_Required work:_
Only the lines that contain the string "directive" belong in the answer; pull them from the records.

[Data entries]
================

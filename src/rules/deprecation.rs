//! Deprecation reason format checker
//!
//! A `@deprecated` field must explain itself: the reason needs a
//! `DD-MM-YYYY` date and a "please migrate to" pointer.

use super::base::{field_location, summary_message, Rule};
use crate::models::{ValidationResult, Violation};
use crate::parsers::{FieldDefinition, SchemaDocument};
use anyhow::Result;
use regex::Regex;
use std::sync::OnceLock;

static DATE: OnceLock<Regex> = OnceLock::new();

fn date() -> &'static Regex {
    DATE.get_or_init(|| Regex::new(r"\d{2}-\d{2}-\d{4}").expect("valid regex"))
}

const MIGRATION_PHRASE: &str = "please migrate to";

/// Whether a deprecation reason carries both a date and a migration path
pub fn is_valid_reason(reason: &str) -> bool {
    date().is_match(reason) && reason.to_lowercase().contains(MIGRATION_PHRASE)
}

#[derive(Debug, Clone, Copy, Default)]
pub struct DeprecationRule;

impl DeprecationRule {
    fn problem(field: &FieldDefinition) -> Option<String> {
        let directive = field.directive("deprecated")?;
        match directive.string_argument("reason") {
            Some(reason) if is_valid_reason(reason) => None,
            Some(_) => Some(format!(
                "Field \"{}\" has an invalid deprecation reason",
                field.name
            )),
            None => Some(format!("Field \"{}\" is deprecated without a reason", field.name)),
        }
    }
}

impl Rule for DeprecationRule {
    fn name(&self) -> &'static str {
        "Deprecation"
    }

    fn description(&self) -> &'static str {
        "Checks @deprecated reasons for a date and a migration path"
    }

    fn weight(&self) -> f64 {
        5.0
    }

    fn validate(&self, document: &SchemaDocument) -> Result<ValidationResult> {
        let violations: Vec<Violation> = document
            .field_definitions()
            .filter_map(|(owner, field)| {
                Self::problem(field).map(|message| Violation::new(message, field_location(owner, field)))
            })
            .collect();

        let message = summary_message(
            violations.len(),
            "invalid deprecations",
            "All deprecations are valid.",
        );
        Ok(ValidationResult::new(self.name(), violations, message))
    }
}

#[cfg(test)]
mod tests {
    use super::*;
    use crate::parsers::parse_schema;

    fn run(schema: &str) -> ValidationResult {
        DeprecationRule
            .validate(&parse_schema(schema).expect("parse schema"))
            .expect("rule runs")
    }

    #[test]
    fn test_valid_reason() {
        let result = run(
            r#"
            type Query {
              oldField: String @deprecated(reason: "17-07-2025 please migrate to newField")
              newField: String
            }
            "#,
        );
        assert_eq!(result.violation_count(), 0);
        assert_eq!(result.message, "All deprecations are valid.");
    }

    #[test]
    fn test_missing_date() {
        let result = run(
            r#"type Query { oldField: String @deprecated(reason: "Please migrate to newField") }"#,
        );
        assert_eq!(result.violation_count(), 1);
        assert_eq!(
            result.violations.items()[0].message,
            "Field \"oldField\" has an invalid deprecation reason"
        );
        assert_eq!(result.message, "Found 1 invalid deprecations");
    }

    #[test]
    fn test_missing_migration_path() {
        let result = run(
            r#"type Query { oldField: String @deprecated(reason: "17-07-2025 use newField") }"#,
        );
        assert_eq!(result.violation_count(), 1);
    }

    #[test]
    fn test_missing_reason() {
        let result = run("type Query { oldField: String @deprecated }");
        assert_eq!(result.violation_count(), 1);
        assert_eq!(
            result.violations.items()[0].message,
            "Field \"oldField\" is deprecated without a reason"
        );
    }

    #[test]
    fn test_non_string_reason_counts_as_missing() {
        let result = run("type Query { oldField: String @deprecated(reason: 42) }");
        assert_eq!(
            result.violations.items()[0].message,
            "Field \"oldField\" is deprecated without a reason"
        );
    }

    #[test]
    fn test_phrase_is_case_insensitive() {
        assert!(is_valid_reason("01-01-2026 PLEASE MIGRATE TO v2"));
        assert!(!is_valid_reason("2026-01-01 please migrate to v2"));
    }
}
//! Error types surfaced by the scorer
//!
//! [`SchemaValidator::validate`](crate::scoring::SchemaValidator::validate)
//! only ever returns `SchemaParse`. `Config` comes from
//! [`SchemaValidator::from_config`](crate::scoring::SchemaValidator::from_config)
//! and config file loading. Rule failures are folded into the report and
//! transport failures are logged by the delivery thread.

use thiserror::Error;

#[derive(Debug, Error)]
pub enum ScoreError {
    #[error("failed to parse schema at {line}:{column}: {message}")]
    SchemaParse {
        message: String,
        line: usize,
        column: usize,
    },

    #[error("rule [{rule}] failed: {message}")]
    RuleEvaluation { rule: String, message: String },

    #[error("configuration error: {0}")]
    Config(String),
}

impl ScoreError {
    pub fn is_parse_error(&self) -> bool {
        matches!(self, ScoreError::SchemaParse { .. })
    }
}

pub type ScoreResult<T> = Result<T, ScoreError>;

================

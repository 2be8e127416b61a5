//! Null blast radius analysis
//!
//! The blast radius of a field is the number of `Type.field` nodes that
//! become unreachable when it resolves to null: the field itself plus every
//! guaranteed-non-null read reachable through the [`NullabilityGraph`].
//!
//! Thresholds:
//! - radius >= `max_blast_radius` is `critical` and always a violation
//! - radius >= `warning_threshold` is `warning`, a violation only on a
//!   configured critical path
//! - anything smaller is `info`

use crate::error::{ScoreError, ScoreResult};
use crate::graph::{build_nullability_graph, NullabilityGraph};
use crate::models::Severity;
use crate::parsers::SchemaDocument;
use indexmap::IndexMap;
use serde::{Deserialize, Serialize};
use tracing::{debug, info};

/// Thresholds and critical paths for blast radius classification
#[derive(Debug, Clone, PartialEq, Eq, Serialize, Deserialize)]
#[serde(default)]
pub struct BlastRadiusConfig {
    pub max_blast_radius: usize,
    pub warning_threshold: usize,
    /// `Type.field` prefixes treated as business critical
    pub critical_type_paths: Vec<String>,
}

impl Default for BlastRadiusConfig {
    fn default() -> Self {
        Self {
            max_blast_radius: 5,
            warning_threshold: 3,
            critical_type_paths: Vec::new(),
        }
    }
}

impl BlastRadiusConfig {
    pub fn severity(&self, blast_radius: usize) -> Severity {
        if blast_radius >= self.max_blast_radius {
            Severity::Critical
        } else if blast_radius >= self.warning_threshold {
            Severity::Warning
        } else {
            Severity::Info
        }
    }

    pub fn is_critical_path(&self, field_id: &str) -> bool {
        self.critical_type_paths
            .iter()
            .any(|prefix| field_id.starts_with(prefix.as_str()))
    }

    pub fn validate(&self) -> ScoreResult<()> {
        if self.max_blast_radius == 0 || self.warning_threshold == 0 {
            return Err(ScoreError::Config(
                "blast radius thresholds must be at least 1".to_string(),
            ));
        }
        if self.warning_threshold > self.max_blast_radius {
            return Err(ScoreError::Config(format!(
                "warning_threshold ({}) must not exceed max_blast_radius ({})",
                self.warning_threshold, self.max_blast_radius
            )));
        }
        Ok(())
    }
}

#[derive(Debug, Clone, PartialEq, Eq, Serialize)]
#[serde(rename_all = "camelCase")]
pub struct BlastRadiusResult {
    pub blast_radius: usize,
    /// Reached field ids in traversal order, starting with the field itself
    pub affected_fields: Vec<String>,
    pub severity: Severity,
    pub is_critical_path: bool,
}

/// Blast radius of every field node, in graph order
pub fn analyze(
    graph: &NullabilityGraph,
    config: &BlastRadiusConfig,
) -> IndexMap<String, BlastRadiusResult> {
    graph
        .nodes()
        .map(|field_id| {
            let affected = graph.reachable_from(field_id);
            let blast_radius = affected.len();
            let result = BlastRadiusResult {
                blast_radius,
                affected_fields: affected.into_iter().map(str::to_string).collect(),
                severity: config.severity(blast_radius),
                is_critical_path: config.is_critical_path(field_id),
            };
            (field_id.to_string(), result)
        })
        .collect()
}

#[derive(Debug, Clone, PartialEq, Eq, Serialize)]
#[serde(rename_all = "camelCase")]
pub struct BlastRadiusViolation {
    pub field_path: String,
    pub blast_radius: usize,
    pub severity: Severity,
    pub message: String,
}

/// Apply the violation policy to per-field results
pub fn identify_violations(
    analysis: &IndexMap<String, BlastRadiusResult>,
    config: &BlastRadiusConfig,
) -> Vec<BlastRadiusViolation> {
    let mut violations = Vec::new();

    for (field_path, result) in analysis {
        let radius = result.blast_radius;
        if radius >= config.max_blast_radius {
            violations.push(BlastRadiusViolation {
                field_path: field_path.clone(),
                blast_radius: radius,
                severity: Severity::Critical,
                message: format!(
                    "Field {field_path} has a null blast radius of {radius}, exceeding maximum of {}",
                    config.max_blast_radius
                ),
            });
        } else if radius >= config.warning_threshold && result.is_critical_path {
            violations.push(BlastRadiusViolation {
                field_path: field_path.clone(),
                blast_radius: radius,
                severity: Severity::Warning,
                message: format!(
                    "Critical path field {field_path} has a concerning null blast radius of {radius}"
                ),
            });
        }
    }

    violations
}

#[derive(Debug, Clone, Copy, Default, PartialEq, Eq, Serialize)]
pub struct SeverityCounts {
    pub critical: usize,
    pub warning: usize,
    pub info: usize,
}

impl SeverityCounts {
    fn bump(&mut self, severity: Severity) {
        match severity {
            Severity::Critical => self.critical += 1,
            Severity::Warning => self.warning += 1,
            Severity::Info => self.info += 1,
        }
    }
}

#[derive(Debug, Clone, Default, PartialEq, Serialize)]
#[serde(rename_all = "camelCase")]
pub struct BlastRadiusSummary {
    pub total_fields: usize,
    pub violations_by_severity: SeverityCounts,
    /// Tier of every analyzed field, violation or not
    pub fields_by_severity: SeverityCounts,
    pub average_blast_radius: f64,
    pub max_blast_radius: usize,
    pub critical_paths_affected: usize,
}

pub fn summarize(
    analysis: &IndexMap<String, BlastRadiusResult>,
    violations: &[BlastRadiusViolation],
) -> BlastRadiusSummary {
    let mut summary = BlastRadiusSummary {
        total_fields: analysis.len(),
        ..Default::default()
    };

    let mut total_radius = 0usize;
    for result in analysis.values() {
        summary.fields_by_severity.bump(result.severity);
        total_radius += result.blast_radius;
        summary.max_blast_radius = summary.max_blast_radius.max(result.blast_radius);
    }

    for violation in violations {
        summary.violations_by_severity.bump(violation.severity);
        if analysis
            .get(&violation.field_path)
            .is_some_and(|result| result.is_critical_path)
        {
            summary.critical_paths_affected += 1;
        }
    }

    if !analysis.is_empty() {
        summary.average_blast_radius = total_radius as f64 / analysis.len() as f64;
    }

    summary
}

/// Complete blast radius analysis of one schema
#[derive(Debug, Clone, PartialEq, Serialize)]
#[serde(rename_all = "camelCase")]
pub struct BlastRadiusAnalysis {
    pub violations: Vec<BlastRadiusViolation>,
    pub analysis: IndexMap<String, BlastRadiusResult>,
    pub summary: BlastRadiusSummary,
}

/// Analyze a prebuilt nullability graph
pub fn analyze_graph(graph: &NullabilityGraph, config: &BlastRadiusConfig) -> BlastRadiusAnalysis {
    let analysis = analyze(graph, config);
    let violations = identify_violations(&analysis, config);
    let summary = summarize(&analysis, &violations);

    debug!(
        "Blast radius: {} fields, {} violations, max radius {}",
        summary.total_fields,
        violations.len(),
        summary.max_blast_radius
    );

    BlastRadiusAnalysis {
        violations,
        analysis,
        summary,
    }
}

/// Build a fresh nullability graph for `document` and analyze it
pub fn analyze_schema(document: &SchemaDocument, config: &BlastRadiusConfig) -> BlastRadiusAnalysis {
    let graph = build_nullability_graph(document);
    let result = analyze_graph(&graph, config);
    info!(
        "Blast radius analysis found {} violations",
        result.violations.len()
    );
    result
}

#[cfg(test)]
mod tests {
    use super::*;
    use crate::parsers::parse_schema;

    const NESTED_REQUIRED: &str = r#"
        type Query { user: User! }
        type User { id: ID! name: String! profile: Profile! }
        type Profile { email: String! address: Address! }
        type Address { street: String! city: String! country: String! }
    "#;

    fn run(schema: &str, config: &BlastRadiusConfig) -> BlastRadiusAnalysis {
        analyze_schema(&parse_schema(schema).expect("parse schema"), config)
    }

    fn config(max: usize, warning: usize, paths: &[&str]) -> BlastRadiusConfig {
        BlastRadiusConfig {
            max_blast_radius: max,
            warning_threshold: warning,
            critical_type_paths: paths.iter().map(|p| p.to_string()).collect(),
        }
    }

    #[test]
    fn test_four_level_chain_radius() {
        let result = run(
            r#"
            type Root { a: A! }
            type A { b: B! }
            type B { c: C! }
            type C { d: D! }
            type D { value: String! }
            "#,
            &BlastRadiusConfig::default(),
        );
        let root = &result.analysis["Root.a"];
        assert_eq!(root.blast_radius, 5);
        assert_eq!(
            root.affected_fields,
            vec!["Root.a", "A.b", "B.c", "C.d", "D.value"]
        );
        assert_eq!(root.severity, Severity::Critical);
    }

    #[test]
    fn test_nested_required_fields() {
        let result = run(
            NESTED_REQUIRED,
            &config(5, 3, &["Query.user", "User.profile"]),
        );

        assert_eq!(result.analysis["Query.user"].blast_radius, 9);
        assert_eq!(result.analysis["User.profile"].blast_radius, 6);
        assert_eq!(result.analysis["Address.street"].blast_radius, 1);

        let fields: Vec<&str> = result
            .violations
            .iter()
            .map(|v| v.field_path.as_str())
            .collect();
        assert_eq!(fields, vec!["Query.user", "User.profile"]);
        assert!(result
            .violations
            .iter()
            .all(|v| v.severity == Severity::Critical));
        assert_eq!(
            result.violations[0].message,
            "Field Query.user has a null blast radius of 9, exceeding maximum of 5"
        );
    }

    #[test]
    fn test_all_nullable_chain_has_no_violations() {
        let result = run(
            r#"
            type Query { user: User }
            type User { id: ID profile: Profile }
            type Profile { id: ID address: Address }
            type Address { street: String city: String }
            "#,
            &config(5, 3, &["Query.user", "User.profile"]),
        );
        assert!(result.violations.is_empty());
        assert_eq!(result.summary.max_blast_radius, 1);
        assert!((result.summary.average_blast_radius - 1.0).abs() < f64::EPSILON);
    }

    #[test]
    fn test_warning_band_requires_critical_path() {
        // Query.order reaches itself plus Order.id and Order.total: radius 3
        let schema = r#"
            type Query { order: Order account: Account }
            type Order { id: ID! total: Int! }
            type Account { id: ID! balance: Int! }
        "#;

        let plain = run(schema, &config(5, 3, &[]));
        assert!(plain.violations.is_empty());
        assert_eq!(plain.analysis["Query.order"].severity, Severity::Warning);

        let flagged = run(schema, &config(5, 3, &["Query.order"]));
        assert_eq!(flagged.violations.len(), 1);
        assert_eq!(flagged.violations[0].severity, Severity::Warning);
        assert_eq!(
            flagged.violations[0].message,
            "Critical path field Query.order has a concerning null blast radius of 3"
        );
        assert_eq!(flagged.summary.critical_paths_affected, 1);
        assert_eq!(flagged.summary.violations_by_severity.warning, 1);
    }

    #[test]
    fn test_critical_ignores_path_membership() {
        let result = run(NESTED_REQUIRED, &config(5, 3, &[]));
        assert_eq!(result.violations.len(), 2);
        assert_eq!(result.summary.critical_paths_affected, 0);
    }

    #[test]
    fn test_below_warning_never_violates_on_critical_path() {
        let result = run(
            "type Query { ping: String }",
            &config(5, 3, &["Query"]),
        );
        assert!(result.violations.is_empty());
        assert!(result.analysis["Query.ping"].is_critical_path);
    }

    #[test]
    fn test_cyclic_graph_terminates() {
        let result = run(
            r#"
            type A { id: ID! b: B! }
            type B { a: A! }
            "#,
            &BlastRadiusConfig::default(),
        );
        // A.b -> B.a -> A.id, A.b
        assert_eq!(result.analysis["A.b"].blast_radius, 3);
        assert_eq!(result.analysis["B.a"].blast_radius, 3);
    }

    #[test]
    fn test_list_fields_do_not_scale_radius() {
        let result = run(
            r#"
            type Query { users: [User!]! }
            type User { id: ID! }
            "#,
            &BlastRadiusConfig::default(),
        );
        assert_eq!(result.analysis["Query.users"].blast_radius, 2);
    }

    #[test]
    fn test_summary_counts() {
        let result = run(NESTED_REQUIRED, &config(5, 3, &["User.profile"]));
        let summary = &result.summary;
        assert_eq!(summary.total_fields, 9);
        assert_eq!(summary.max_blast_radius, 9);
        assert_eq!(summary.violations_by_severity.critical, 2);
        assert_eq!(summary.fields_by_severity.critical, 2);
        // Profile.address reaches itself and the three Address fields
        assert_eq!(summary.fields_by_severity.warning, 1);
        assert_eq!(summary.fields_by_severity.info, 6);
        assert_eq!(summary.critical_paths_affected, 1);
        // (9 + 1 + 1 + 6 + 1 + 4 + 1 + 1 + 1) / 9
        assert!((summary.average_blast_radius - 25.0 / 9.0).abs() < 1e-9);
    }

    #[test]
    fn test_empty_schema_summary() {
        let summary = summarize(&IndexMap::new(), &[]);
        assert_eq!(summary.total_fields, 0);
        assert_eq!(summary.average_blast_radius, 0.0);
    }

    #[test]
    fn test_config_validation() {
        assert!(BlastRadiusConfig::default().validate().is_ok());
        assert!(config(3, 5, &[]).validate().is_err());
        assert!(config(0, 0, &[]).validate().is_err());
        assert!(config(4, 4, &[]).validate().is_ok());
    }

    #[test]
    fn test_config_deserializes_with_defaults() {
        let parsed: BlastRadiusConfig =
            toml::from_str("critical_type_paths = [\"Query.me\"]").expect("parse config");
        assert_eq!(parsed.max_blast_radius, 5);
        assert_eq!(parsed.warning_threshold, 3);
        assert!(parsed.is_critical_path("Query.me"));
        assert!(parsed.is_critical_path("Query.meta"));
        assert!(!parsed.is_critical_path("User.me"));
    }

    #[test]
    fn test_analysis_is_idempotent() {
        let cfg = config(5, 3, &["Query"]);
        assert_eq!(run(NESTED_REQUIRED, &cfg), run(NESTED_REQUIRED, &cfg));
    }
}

================

_Exercise result:_
        let directive = field.directive("deprecated")?;
        match directive.string_argument("reason") {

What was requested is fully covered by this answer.